Face à cette baisse de l’offre locative, à la vacance de nombreux logements dans le parc privé et à la dégradation d’une partie du parc ancien, l’exécutif a échafaudé il y a quelques mois le dispositif « Jeanbrun » pour l’amortissement des logements locatifs de longue durée. Ce dispositif fiscal d’investissement locatif vient ainsi prendre le relais du Pinel, en ignorant les avertissements de la Cour des comptes sur le manque d’efficacité quantifiable de ces mesures et sur leur coût important sur plusieurs années.
En l’absence d’un effort symétrique de l’État en direction des bailleurs sociaux, nous avons donc exprimé, lors des débats budgétaires et lors du débat en commission sur la proposition de loi, nos plus vives réserves sur le fameux « statut du bailleur privé ».
Le texte que vous nous proposez aujourd’hui, après sa réécriture en commission, vise à assouplir ce dispositif fiscal sur différents aspects. Vous ouvrez une brèche au plus mauvais endroit, celui des perspectives d’amélioration du parc de logements et des conditions de vie des locataires, au risque de faire déraper le coût du dispositif et de générer des effets d’aubaine. La réécriture que vous avez proposée en commission corrige les choses à la marge. Il reste, qu’en l’état, nous demeurons plus que perplexes sur l’évaluation des objectifs, le suivi du dispositif et la possibilité de mesurer l’effet propre de cette dépense fiscale.

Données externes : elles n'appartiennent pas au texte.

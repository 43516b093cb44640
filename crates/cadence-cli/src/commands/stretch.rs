//! Single-file speed change.

use std::path::PathBuf;
use std::sync::Arc;

use anyhow::Context;
use cadence_core::{
    GraphBuilder, KeyFrameSampler, MAX_STRETCH_PERCENT, MIN_STRETCH_PERCENT, ResampleNode, SoundSource, SourceNode,
    SpeedNode, TimeStretchNode, speed_from_percent,
};
use cadence_io::{WavSource, write_wav};
use clap::Args;

use super::common::{check_bit_depth, print_stats, render_windows, window_frames};

/// Change the speed of one WAV file.
#[derive(Args)]
pub struct StretchArgs {
    /// Input WAV file
    #[arg(value_name = "INPUT")]
    input: PathBuf,

    /// Output WAV file
    #[arg(value_name = "OUTPUT")]
    output: PathBuf,

    /// Playback speed in percent (100 = unchanged)
    #[arg(short, long)]
    speed: f32,

    /// Keep the pitch (WSOLA time stretch instead of resampling)
    #[arg(long)]
    keep_pitch: bool,

    /// Render window in milliseconds
    #[arg(long, default_value = "100")]
    window: u32,

    /// Output bit depth (16, 24, or 32)
    #[arg(long, default_value = "24")]
    bit_depth: u16,
}

/// Run the stretch command.
pub fn run(args: StretchArgs) -> anyhow::Result<()> {
    check_bit_depth(args.bit_depth)?;
    if !(args.speed.is_finite() && args.speed > 0.0) {
        anyhow::bail!("--speed must be a positive percentage");
    }

    println!("Reading {}...", args.input.display());
    let wav = WavSource::open(&args.input).with_context(|| format!("cannot open {}", args.input.display()))?;
    let rate = wav.sample_rate();
    let source_duration = wav.duration();
    let source: Arc<dyn SoundSource> = Arc::new(wav);

    let builder = GraphBuilder::new(SourceNode::new(source)).then(ResampleNode::new(rate).with_source_rate(rate));
    let (ratio, mut graph) = if args.keep_pitch {
        let speed = args.speed.clamp(MIN_STRETCH_PERCENT, MAX_STRETCH_PERCENT);
        (f64::from(speed) / 100.0, builder.then(TimeStretchNode::new(speed)).build())
    } else {
        (speed_from_percent(args.speed), builder.then(SpeedNode::new(args.speed)).build())
    };
    tracing::debug!("stretch graph:\n{}", graph.describe());

    let total = (source_duration.to_frames_f64(rate) / ratio).round() as usize;
    if total == 0 {
        anyhow::bail!("{} is empty", args.input.display());
    }
    let window = window_frames(args.window, rate);

    println!(
        "Playing at {:.1}%{}, {:.3}s -> {:.3}s...",
        ratio * 100.0,
        if args.keep_pitch { " (pitch kept)" } else { "" },
        source_duration.as_secs_f64(),
        total as f64 / f64::from(rate)
    );
    let sampler = KeyFrameSampler;
    let output = render_windows(0, total, window, rate, |range| graph.render(range, rate, &sampler))?;
    graph.dispose();

    println!("\nStats:");
    print_stats("Output", &output);

    println!("\nWriting {}...", args.output.display());
    write_wav(&args.output, &output, args.bit_depth)
        .with_context(|| format!("cannot write {}", args.output.display()))?;
    println!("Done!");

    Ok(())
}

En tout état de cause, nous considérons que l’argent public serait mieux dépensé dans le soutien à la construction de logements HLM et aux primo-accédants afin de fluidifier le parc locatif, en prenant des mesures fortes telles que la TVA à 5,5 % pour la production de logements HLM et pour les primo-accédants, la suppression de la réduction de loyer de solidarité (RLS) et l’extension du prêt à taux zéro (PTZ), notamment pour les primo-accédants.
Nous regrettons par ailleurs que l’article 2, qui répondait à une préoccupation légitime des artisans du bâtiment, ait été modifié en commission. Autant nous souscrivions à l’expérimentation de la dérogation au principe de la solidarité des cotraitants, autant la rédaction issue de la commission fragilise à notre sens les garanties dont bénéficient les clients en cas de malfaçon ou de sinistre.

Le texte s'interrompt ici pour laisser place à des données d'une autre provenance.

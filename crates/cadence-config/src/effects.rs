//! Effect types that can appear in a track's effect list.

use std::sync::Arc;

use cadence_core::{BoxedNode, DelayParams, EffectNode, GraphEffectNode};
use cadence_effects::{DelayEffect, PanEffect};

use crate::error::ConfigError;
use crate::project::EffectConfig;

/// Range and default of one effect parameter.
#[derive(Debug, Clone, Copy, PartialEq)]
pub struct ParamSpec {
    /// Parameter name as written in project files.
    pub name: &'static str,
    /// Smallest accepted value.
    pub min: f32,
    /// Largest accepted value.
    pub max: f32,
    /// Value used when the parameter is omitted.
    pub default: f32,
}

const DELAY_PARAMS: &[ParamSpec] = &[
    ParamSpec {
        name: "delay_ms",
        min: 0.0,
        max: 5000.0,
        default: 200.0,
    },
    ParamSpec {
        name: "feedback",
        min: 0.0,
        max: 100.0,
        default: 50.0,
    },
    ParamSpec {
        name: "dry",
        min: 0.0,
        max: 400.0,
        default: 60.0,
    },
    ParamSpec {
        name: "wet",
        min: 0.0,
        max: 400.0,
        default: 40.0,
    },
];

const PAN_PARAMS: &[ParamSpec] = &[ParamSpec {
    name: "pan",
    min: -100.0,
    max: 100.0,
    default: 0.0,
}];

/// Effect type names accepted in `[[tracks.effects]]`.
pub const EFFECT_TYPES: &[&str] = &["delay", "pan"];

/// Parameters of an effect type, or `None` for unknown types.
pub fn effect_params(kind: &str) -> Option<&'static [ParamSpec]> {
    match kind {
        "delay" => Some(DELAY_PARAMS),
        "pan" => Some(PAN_PARAMS),
        _ => None,
    }
}

fn param(config: &EffectConfig, specs: &[ParamSpec], name: &str) -> f32 {
    let default = specs.iter().find(|p| p.name == name).map_or(0.0, |p| p.default);
    config.get_param(name).unwrap_or(default)
}

/// Creates the bridge node hosting the configured effect.
///
/// `delay` becomes a native effect in a [`GraphEffectNode`]; `pan` is a
/// legacy PCM effect in an [`EffectNode`].
pub fn create_effect_node(config: &EffectConfig) -> Result<BoxedNode, ConfigError> {
    let kind = config.kind();
    let enabled = !config.is_bypassed();
    let node: BoxedNode = match kind {
        "delay" => {
            let params = DelayParams {
                delay_ms: param(config, DELAY_PARAMS, "delay_ms"),
                feedback: param(config, DELAY_PARAMS, "feedback"),
                dry: param(config, DELAY_PARAMS, "dry"),
                wet: param(config, DELAY_PARAMS, "wet"),
            };
            let effect = DelayEffect::from_params(params).with_enabled(enabled);
            Box::new(GraphEffectNode::new(Arc::new(effect)))
        }
        "pan" => {
            let effect = PanEffect::new(param(config, PAN_PARAMS, "pan")).with_enabled(enabled);
            Box::new(EffectNode::new(Arc::new(effect)))
        }
        other => return Err(ConfigError::UnknownEffect(other.to_string())),
    };
    Ok(node)
}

Enfin, l’article 3, qui autorise le recours à d’autres mécanismes de garantie que le cautionnement solidaire pour les prêts collectifs en copropriété, nous paraît intéressant étant donné l’impact des dispositions dans la loi sur l’habitat dégradé de 2024. Attention cependant à ne pas trop faire la part belle aux attentes du secteur bancaire, au risque d’en revenir à la situation qui prévalait avant la loi de 2024, lorsque 60 % des copropriétés étaient inéligibles aux prêts collectifs en raison du contrôle pointilleux des banques sur la solvabilité de chacun des copropriétaires.
Pour l’ensemble de ces motifs, le groupe GDR ne pourra pas voter en faveur de ce texte. Nous restons convaincus que vous faites fausse route en favorisant des dispositifs qui profitent à une minorité de Français en contournant les vraies urgences sociales auxquelles est confronté notre peuple.